- **Task objective**: Scan the data below. Pull out each line where "collect" occurs.

- **Data to examine**:
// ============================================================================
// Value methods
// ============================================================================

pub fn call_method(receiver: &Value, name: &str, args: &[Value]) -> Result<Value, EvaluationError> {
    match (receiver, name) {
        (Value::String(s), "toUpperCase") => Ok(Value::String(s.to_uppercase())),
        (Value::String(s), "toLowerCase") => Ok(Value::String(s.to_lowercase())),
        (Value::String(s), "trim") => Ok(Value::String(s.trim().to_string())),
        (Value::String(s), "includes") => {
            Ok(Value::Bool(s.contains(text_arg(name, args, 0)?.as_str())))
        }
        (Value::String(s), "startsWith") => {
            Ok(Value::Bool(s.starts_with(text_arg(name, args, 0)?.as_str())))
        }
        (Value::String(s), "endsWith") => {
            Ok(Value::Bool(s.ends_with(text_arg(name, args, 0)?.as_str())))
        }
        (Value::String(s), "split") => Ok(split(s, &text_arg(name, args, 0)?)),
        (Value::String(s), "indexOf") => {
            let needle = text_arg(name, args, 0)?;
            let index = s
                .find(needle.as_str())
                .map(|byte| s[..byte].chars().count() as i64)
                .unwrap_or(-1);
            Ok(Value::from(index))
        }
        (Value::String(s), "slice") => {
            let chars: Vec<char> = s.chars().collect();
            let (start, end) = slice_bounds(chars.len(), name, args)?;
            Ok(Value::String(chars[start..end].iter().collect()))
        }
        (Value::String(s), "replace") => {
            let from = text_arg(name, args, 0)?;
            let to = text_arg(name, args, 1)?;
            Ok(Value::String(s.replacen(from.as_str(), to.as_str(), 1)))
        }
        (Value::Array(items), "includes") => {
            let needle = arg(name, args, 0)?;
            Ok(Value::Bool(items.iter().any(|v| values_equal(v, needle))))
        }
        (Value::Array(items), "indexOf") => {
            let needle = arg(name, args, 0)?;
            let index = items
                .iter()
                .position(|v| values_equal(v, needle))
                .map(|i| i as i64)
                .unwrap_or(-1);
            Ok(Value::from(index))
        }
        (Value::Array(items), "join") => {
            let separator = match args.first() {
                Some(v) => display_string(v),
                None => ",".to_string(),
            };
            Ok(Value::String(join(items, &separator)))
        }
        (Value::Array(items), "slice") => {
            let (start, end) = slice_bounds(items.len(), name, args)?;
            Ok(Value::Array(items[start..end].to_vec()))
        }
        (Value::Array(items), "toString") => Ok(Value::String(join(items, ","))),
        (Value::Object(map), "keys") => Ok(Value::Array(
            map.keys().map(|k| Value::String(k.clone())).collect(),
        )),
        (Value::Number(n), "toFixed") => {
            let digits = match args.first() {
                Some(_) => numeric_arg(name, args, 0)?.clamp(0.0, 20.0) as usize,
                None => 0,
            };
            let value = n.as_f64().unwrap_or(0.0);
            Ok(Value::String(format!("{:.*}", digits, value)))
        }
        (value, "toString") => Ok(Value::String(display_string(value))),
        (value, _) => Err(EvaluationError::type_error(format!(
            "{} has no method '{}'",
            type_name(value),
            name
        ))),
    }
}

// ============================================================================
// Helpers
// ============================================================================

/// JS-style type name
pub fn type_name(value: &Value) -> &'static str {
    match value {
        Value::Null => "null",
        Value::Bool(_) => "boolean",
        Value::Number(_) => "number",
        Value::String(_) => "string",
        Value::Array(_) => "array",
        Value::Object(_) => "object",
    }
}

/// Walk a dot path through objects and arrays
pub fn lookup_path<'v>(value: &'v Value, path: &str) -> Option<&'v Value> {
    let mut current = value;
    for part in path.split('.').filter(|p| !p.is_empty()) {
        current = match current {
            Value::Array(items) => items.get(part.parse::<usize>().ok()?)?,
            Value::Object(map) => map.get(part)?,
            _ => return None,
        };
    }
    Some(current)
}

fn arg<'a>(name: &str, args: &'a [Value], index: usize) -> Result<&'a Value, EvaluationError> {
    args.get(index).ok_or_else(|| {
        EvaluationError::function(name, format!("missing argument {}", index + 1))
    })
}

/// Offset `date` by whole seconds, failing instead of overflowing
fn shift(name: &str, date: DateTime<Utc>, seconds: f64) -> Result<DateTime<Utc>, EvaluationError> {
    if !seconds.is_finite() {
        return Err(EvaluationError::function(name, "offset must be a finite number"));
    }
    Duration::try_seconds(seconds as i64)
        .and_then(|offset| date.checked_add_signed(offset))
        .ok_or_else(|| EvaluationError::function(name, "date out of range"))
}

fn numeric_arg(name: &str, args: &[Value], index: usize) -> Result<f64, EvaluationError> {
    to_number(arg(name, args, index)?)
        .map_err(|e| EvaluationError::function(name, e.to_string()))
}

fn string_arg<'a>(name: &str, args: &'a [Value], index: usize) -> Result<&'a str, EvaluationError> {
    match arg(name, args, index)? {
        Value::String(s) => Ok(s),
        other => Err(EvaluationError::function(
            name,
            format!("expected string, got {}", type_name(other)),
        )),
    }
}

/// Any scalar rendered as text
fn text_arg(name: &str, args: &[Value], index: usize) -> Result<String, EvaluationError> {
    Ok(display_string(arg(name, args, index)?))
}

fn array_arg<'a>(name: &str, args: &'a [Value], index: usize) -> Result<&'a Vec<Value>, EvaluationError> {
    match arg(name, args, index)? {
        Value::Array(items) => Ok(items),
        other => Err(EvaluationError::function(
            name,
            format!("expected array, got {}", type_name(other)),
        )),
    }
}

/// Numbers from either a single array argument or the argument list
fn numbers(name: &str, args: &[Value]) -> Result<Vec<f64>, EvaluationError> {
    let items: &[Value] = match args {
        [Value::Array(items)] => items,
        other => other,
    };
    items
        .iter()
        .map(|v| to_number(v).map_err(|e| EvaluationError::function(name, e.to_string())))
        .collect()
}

- **Answer to this problem**:
            let chars: Vec<char> = s.chars().collect();
            Ok(Value::String(chars[start..end].iter().collect()))
            map.keys().map(|k| Value::String(k.clone())).collect(),
        .collect()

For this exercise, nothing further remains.